The guards pushed Nate into a wooden straight-backed chair and stood behind him, their hands resting lightly on each of his shoulders. Nash saw the prison guards carried OTs-27 Berdysh 9mm automatic pistols in holsters on their belts. He leaned forward to peek around the guards at the rest of the room, but was yanked back to sit up straight. There were glass-fronted medicine cabinets filled with vials, and surgical instruments neatly laid out on sterile cloths. There was also a stainless-steel table in the center of the room with drainage pipes at either end leading down to drains in the floor, clearly a mortician’s table for performing autopsies. Nate did not like the look of the undulating tile floor gently sloping toward half a dozen drains around the room. He also didn’t like the look of a truck battery on a dolly with a jumble of cables wrapped around the handles, barely visible, leaning against the side of the cabinet. The equipment was incongruous in the gleaming surgical theater; it belonged in a grimy motor-pool garage meant for jumping stalled trucks, not in this room. Nate’s spirit fluttered a little as he imagined what the battery was for. Ignore the damn thing.

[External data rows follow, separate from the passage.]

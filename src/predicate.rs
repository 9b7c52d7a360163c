use geo::{BoundingRect, Geometry, Intersects, Relate};
use serde::{Deserialize, Serialize};

/// Spatial relation a row geometry must have with a filter geometry.
#[derive(Debug, Clone, Copy, Default, PartialEq, Eq, Serialize, Deserialize)]
#[serde(rename_all = "lowercase")]
pub enum Predicate {
    #[default]
    Intersects,
    Within,
    Contains,
    Disjoint,
}

impl Predicate {
    pub fn evaluate(&self, lhs: &Geometry, rhs: &Geometry) -> bool {
        let envelopes_meet = match (lhs.bounding_rect(), rhs.bounding_rect()) {
            (Some(lhs), Some(rhs)) => lhs.intersects(&rhs),
            _ => false,
        };
        if !envelopes_meet {
            return matches!(self, Predicate::Disjoint);
        }
        let matrix = lhs.relate(rhs);
        match self {
            Predicate::Intersects => matrix.is_intersects(),
            Predicate::Within => matrix.is_within(),
            Predicate::Contains => matrix.is_contains(),
            Predicate::Disjoint => matrix.is_disjoint(),
        }
    }
}

#[cfg(test)]
mod tests {
    use super::*;
    use geo::{point, polygon};
    use rstest::rstest;

    #[rstest]
    #[case(Predicate::Intersects, true, false)]
    #[case(Predicate::Within, true, false)]
    #[case(Predicate::Contains, false, false)]
    #[case(Predicate::Disjoint, false, true)]
    fn point_and_square(#[case] predicate: Predicate, #[case] inside: bool, #[case] outside: bool) {
        let square = Geometry::from(polygon![
            (x: 0., y: 0.),
            (x: 2., y: 0.),
            (x: 2., y: 2.),
            (x: 0., y: 2.),
        ]);
        let in_point = Geometry::from(point!(x: 1., y: 1.));
        let out_point = Geometry::from(point!(x: 5., y: 5.));
        assert_eq!(predicate.evaluate(&in_point, &square), inside);
        assert_eq!(predicate.evaluate(&out_point, &square), outside);
    }
}
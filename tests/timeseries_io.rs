use hydrio::{
    open_geodataset, open_timeseries_from_table, Crs, GeoDatasetOptions, HydrioError,
    TimeseriesOptions, VectorOptions,
};
use rstest::{fixture, rstest};
use std::{fs, path::PathBuf};
use tempfile::TempDir;

struct Files {
    _folder: TempDir,
    locations: PathBuf,
    waterlevel: PathBuf,
}

#[fixture]
fn files() -> Files {
    let folder = TempDir::new().unwrap();
    let locations = folder.path().join("stations.csv");
    fs::write(
        &locations,
        "id,name,x,y\n1,upstream,4.5,52.1\n2,midstream,4.7,52.0\n3,outlet,5.0,51.9\n",
    )
    .unwrap();
    let waterlevel = folder.path().join("waterlevel.csv");
    fs::write(
        &waterlevel,
        "time,station_3,station_1\n2000-01-01,1.5,0.5\n2000-01-02,2.5,\n2000-01-03,3.5,1.0\n",
    )
    .unwrap();
    Files {
        _folder: folder,
        locations,
        waterlevel,
    }
}

#[rstest]
fn time_in_rows(files: Files) {
    let timeseries = open_timeseries_from_table(&files.waterlevel, &TimeseriesOptions::default()).unwrap();
    assert_eq!(timeseries.name(), "waterlevel");
    assert_eq!(timeseries.ids(), &[3, 1]);
    assert_eq!(timeseries.time().len(), 3);
    let outlet = timeseries.series(3).unwrap();
    assert_eq!(outlet, vec![1.5, 2.5, 3.5]);
    assert!(timeseries.series(1).unwrap()[1].is_nan());
}

#[test_log::test]
fn time_in_columns() {
    let folder = TempDir::new().unwrap();
    let path = folder.path().join("discharge.csv");
    fs::write(&path, "id,2000-01-01,2000-01-02\nq_1,10,11\nq_2,20,21\n").unwrap();
    let options = TimeseriesOptions {
        name: Some("q".into()),
        ..Default::default()
    };
    let timeseries = open_timeseries_from_table(&path, &options).unwrap();
    assert_eq!(timeseries.name(), "q");
    assert_eq!(timeseries.ids(), &[1, 2]);
    assert_eq!(timeseries.series(2), Some(vec![20., 21.]));
}

#[rstest]
#[case("id,a,b\nx_1,1,2\n", "time")]
#[case("time,a,b\n2000-01-01,1,2\n", "numeric")]
fn unusable_tables(#[case] content: &str, #[case] missing: &str) {
    let folder = TempDir::new().unwrap();
    let path = folder.path().join("table.csv");
    fs::write(&path, content).unwrap();
    let err = open_timeseries_from_table(&path, &TimeseriesOptions::default()).unwrap_err();
    match missing {
        "time" => assert!(matches!(err, HydrioError::NoTimeIndex(_))),
        _ => assert!(matches!(err, HydrioError::NoNumericIndex(_))),
    }
}

#[rstest]
fn timeseries_csv_roundtrip(files: Files) {
    let timeseries = open_timeseries_from_table(&files.waterlevel, &TimeseriesOptions::default()).unwrap();
    let path = files.waterlevel.with_file_name("copy.csv");
    timeseries.to_csv(&path).unwrap();
    let options = TimeseriesOptions {
        name: Some("waterlevel".into()),
        ..Default::default()
    };
    let back = open_timeseries_from_table(&path, &options).unwrap();
    assert_eq!(back.time(), timeseries.time());
    assert_eq!(back.ids(), timeseries.ids());
    assert_eq!(back.series(3), timeseries.series(3));
}

#[rstest]
fn geodataset_with_data(files: Files) {
    let options = GeoDatasetOptions {
        vector: VectorOptions {
            crs: Some(Crs::Epsg(4326)),
            ..Default::default()
        },
        ..Default::default()
    };
    let dataset = open_geodataset(&files.locations, Some(files.waterlevel.as_path()), &options).unwrap();
    assert_eq!(dataset.ids(), &[1, 2, 3]);
    assert_eq!(dataset.vars(), vec!["waterlevel"]);
    let waterlevel = dataset.get("waterlevel").unwrap();
    assert_eq!(waterlevel.ids(), &[1, 2, 3]);
    assert!(waterlevel.series(2).unwrap().iter().all(|value| value.is_nan()));
    assert_eq!(waterlevel.series(3), Some(vec![1.5, 2.5, 3.5]));
}

#[rstest]
fn geodataset_without_data(files: Files) {
    let options = GeoDatasetOptions {
        vector: VectorOptions {
            crs: Some(Crs::Epsg(4326)),
            ..Default::default()
        },
        ..Default::default()
    };
    let dataset = open_geodataset(&files.locations, None, &options).unwrap();
    assert_eq!(dataset.ids(), &[1, 2, 3]);
    assert!(dataset.vars().is_empty());
}

#[rstest]
fn geodataset_missing_data(files: Files) {
    let options = GeoDatasetOptions::default();
    let missing = files.waterlevel.with_file_name("missing.csv");
    let err = open_geodataset(&files.locations, Some(missing.as_path()), &options).unwrap_err();
    assert!(matches!(err, HydrioError::DataFileNotFound(_)));
}
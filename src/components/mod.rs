pub mod backends;
pub mod drivers;
pub mod files;
pub mod geodataset;
pub mod pcraster;
pub mod raster;
pub mod timeseries;
pub mod transforms;
pub mod vector;

pub use drivers::{RasterDriver, TableDriver, VectorDriver};
pub use files::{open_mfraster, MfRasterOptions, RasterSources};
pub use geodataset::{open_geodataset, GeoDataset, GeoDatasetOptions};
pub use pcraster::{mapstack_path, write_clone, ValueScale};
pub use raster::{
    data::{DType, DataType, RasterData},
    dataset::{MapstackOptions, RasterDataset},
    open_raster, BandDim, OpenRasterOptions, RasterArray, RasterWriteOptions,
};
pub use timeseries::{open_timeseries_from_table, TimeSeries, TimeseriesOptions};
pub use transforms::GeoTransform;
pub use vector::{
    filter::{Mask, SpatialFilter},
    kind::GeometryKind,
    reader::{open_vector, open_vector_from_table, VectorOptions},
    value::Value,
    writer::{write_vector, write_xy},
    GeoTable,
};

use std::collections::BTreeMap;
pub type Metadata = BTreeMap<String, String>;
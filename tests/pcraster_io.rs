use hydrio::{
    mapstack_path, open_mfraster, open_raster, write_clone, DType, GeoTransform, HydrioError,
    MapstackOptions, MfRasterOptions, OpenRasterOptions, RasterArray, RasterDataset,
    RasterWriteOptions, ValueScale,
};
use ndarray::{array, Array3};
use rstest::{fixture, rstest};
use std::{collections::BTreeMap, path::Path};
use tempfile::TempDir;

#[fixture]
fn transform() -> GeoTransform {
    GeoTransform::from([0.5, 0.0, 3.0, 0.0, -0.5, -9.0])
}

fn pcraster(value_scale: ValueScale) -> RasterWriteOptions {
    RasterWriteOptions {
        driver: Some("PCRaster".into()),
        pcr_vs: Some(value_scale),
        ..Default::default()
    }
}

fn read(path: &Path) -> RasterArray {
    open_raster(path, &OpenRasterOptions::default()).unwrap()
}

#[rstest]
fn scalar_map(transform: GeoTransform) {
    let folder = TempDir::new().unwrap();
    let path = folder.path().join("test.map");
    let raster = RasterArray::new(array![[1f64, f64::NAN], [3., 4.]], transform).with_nodata(f64::NAN);
    raster.to_raster(&path, &pcraster(ValueScale::Scalar)).unwrap();

    let back = read(&path);
    assert_eq!(back.dtype(), DType::Float32);
    assert_eq!(back.shape(), (2, 2));
    assert!(back.transform().almost_eq(&transform, 1e-9));
    let values = back.mask_nodata().data().to_f64();
    assert_eq!(values[[0, 0, 0]], 1.);
    assert!(values[[0, 0, 1]].is_nan());
}

#[rstest]
#[case(ValueScale::Nominal)]
#[case(ValueScale::Ordinal)]
#[case(ValueScale::Scalar)]
fn nodata_required(transform: GeoTransform, #[case] value_scale: ValueScale) {
    let folder = TempDir::new().unwrap();
    let raster = RasterArray::new(array![[1i32, 2]], transform);
    let err = raster
        .to_raster(folder.path().join("test.map"), &pcraster(value_scale))
        .unwrap_err();
    assert!(matches!(err, HydrioError::MissingNodata(_)));
}

#[rstest]
fn ldd_without_nodata(transform: GeoTransform) {
    let folder = TempDir::new().unwrap();
    let path = folder.path().join("ldd.map");
    let raster = RasterArray::new(array![[5u8, 2], [6, 5]], transform);
    raster.to_raster(&path, &pcraster(ValueScale::Ldd)).unwrap();
    let back = read(&path);
    assert_eq!(back.dtype(), DType::UInt8);
    assert_eq!(back.data().to_f64()[[0, 1, 1]], 5.);
}

#[rstest]
fn stacked_layers(transform: GeoTransform) {
    let folder = TempDir::new().unwrap();
    let path = folder.path().join("precip.map");
    let data = Array3::from_shape_fn((3, 2, 2), |(layer, row, col)| (layer * 4 + row * 2 + col) as f32);
    let raster = RasterArray::new(data, transform)
        .with_nodata(-9999.)
        .with_band_dim("time", vec![0, 1, 2])
        .unwrap();
    raster.to_raster(&path, &pcraster(ValueScale::Scalar)).unwrap();

    for layer in 0..3 {
        let layer_path = mapstack_path(&path, layer);
        let back = read(&layer_path);
        assert_eq!(back.data().to_f64()[[0, 0, 0]], (layer * 4) as f64);
    }
    assert!(folder.path().join("precip00.003").exists());
    assert!(!folder.path().join("precip00.004").exists());
}

#[rstest]
fn stacked_layers_reopened(transform: GeoTransform) {
    let folder = TempDir::new().unwrap();
    let path = folder.path().join("precip.map");
    let data = Array3::from_shape_fn((3, 2, 2), |(layer, row, col)| (layer * 4 + row * 2 + col) as f32);
    RasterArray::new(data, transform)
        .with_nodata(-9999.)
        .to_raster(&path, &pcraster(ValueScale::Scalar))
        .unwrap();

    let layers: Vec<_> = (0..3).map(|layer| mapstack_path(&path, layer)).rev().collect();
    let options = MfRasterOptions {
        concat: true,
        mask_nodata: true,
        ..Default::default()
    };
    let dataset = open_mfraster(layers, &options).unwrap();
    assert_eq!(dataset.vars(), vec!["precip00"]);
    let stacked = dataset.get("precip00").unwrap();
    let band_dim = stacked.band_dim().unwrap();
    assert_eq!(band_dim.name, "dim0");
    assert_eq!(band_dim.coords, vec![1, 2, 3]);
    assert!(stacked.nodata().unwrap().is_nan());
    assert_eq!(stacked.data().to_f64()[[2, 0, 0]], 8.);
}

#[rstest]
fn clone_grid(transform: GeoTransform) {
    let folder = TempDir::new().unwrap();
    let clone_path = folder.path().join("clone.map");
    write_clone(&clone_path, transform, None, (2, 2)).unwrap();
    assert_eq!(read(&clone_path).dtype(), DType::UInt8);

    let elsewhere = GeoTransform::from([1.0, 0.0, 0.0, 0.0, -1.0, 0.0]);
    let raster = RasterArray::new(array![[1i32, 2], [3, -1]], elsewhere).with_nodata(-1.);
    let options = RasterWriteOptions {
        clone_path: Some(clone_path),
        ..pcraster(ValueScale::Nominal)
    };
    let path = folder.path().join("landuse.map");
    raster.to_raster(&path, &options).unwrap();
    let back = read(&path);
    assert_eq!(back.dtype(), DType::Int32);
    assert!(back.transform().almost_eq(&transform, 1e-9));
    assert_eq!(back.data().to_f64()[[0, 1, 0]], 3.);
}

#[rstest]
fn pcraster_mapstack(transform: GeoTransform) {
    let folder = TempDir::new().unwrap();
    let dataset = RasterDataset::from_arrays([
        RasterArray::new(array![[1i32, 2], [3, 4]], transform)
            .with_name("landuse")
            .with_nodata(-1.),
        RasterArray::new(array![[0.5f32, 1.], [1.5, 2.]], transform)
            .with_name("slope")
            .with_nodata(-9999.),
    ])
    .unwrap();
    let options = MapstackOptions {
        driver: "PCRaster".into(),
        pcr_vs_map: BTreeMap::from([("landuse".to_string(), ValueScale::Nominal)]),
        ..Default::default()
    };
    dataset.to_mapstack(folder.path(), &options).unwrap();
    assert_eq!(read(&folder.path().join("landuse.map")).dtype(), DType::Int32);
    assert_eq!(read(&folder.path().join("slope.map")).dtype(), DType::Float32);
}
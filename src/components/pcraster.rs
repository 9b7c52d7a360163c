use log::debug;
use ndarray::Array2;
use serde::{Deserialize, Serialize};
use std::{
    fmt,
    path::{Path, PathBuf},
    str::FromStr,
};

use crate::{
    components::{
        backends::gdal_backend,
        drivers::RasterDriver,
        raster::{data::DType, RasterArray, RasterWriteOptions},
        transforms::GeoTransform,
    },
    crs_geo::Crs,
    errors::{HydrioError, Result},
};

/// PCRaster value scale; fixes the cell type of a map.
#[derive(Debug, Clone, Copy, Default, PartialEq, Eq, Hash, Serialize, Deserialize)]
#[serde(rename_all = "lowercase")]
pub enum ValueScale {
    Boolean,
    Nominal,
    Ordinal,
    #[default]
    Scalar,
    Directional,
    Ldd,
}

impl ValueScale {
    pub fn dtype(&self) -> DType {
        match self {
            ValueScale::Boolean | ValueScale::Ldd => DType::UInt8,
            ValueScale::Nominal | ValueScale::Ordinal => DType::Int32,
            ValueScale::Scalar | ValueScale::Directional => DType::Float32,
        }
    }

    pub fn gdal_name(&self) -> &'static str {
        match self {
            ValueScale::Boolean => "VS_BOOLEAN",
            ValueScale::Nominal => "VS_NOMINAL",
            ValueScale::Ordinal => "VS_ORDINAL",
            ValueScale::Scalar => "VS_SCALAR",
            ValueScale::Directional => "VS_DIRECTION",
            ValueScale::Ldd => "VS_LDD",
        }
    }

    /// PCRaster missing value of the cell type.
    pub fn missing_value(&self) -> f64 {
        match self.dtype() {
            DType::UInt8 => 255.,
            DType::Int32 => i32::MIN as f64,
            _ => f64::NAN,
        }
    }
}

impl fmt::Display for ValueScale {
    fn fmt(&self, f: &mut fmt::Formatter<'_>) -> fmt::Result {
        let name = match self {
            ValueScale::Boolean => "boolean",
            ValueScale::Nominal => "nominal",
            ValueScale::Ordinal => "ordinal",
            ValueScale::Scalar => "scalar",
            ValueScale::Directional => "directional",
            ValueScale::Ldd => "ldd",
        };
        f.write_str(name)
    }
}

impl FromStr for ValueScale {
    type Err = HydrioError;

    fn from_str(s: &str) -> Result<Self> {
        Ok(match s.to_ascii_lowercase().as_str() {
            "boolean" => ValueScale::Boolean,
            "nominal" => ValueScale::Nominal,
            "ordinal" => ValueScale::Ordinal,
            "scalar" => ValueScale::Scalar,
            "directional" => ValueScale::Directional,
            "ldd" => ValueScale::Ldd,
            _ => return Err(HydrioError::UnknownValueScale(s.to_string())),
        })
    }
}

/// File of layer `layer` of a stacked map: the stem cut or padded with `0`
/// to eight characters and the one based layer number as extension.
pub fn mapstack_path(path: &Path, layer: usize) -> PathBuf {
    let stem: String = path
        .file_name()
        .and_then(|name| name.to_str())
        .and_then(|name| name.split('.').next())
        .unwrap_or_default()
        .chars()
        .take(8)
        .collect();
    path.with_file_name(format!("{stem:0<8}.{:03}", layer + 1))
}

fn clone_grid(clone_path: &Path) -> Result<(GeoTransform, Option<Crs>)> {
    let dataset = gdal_backend::open_dataset(clone_path)?;
    Ok(gdal_backend::grid_of(&dataset))
}

/// Writes `raster` as PCRaster map(s), one file per layer for stacked arrays.
pub(crate) fn write_map(raster: &RasterArray, path: &Path, options: &RasterWriteOptions) -> Result<()> {
    let value_scale = options.pcr_vs.unwrap_or_default();
    let mut raster = raster.clone();
    if let Some(clone_path) = &options.clone_path {
        let (transform, crs) = clone_grid(clone_path)?;
        raster = raster.with_grid(transform, crs);
    }
    let nodata = match raster.nodata() {
        Some(nodata) if nodata.is_nan() && !value_scale.dtype().is_float() => {
            value_scale.missing_value()
        }
        Some(nodata) => nodata,
        None if value_scale == ValueScale::Ldd => value_scale.missing_value(),
        None => return Err(HydrioError::MissingNodata(value_scale.to_string())),
    };
    let raster = raster.set_nodata(nodata).astype(value_scale.dtype());

    let mut write_options = RasterWriteOptions {
        creation_options: options.creation_options.clone(),
        ..Default::default()
    };
    write_options.creation_options.insert(
        "PCRASTER_VALUESCALE".into(),
        value_scale.gdal_name().into(),
    );
    if raster.ndim() == 3 {
        for layer in 0..raster.band_count() {
            let layer_path = mapstack_path(path, layer);
            debug!("writing layer {layer} to {}", layer_path.display());
            gdal_backend::write_raster(
                &raster.band(layer)?,
                &layer_path,
                &RasterDriver::PCRaster,
                &write_options,
            )?;
        }
        Ok(())
    } else {
        gdal_backend::write_raster(&raster, path, &RasterDriver::PCRaster, &write_options)
    }
}

/// Boolean map of ones defining the grid other maps are written on.
pub fn write_clone<P: AsRef<Path>>(
    path: P,
    transform: impl Into<GeoTransform>,
    crs: Option<Crs>,
    shape: (usize, usize),
) -> Result<()> {
    let mut clone = RasterArray::new(Array2::from_elem(shape, 1u8), transform).with_nodata(255.);
    clone.set_crs(crs);
    let options = RasterWriteOptions {
        driver: Some(RasterDriver::PCRaster.gdal_name().to_string()),
        pcr_vs: Some(ValueScale::Boolean),
        ..Default::default()
    };
    clone.to_raster(path, &options)
}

Despite his arm and his finger, Nate was in relatively good shape. He had figured out that Benford had probably run a canary trap and had told the three DCIA candidates variants of the same story. With luck, Dominika had passed the word to Langley, hopefully in time to prevent a catastrophe. Nate accepted that this was Benford’s radical, all-out tactic to expose the mole, and he understood he was being used as a “lizard’s tail,” an expendable operative who is jettisoned and sacrificed to protect larger equities. He had not seen Dominika since the interrogation in the little cottage on Putin’s compound, and he was worried that the mole had somehow compromised her. He was also worried about Agnes, and hoped she was safely out of Russia. No. If everyone was blown, he reasoned, it wasn’t likely they’d be putting him through the wringer. He still had agents to protect. If he listened closely, Nate expected he could passively glean an idea from the interrogators’ questions about the status of the mole hunt and of Dominika’s security situation.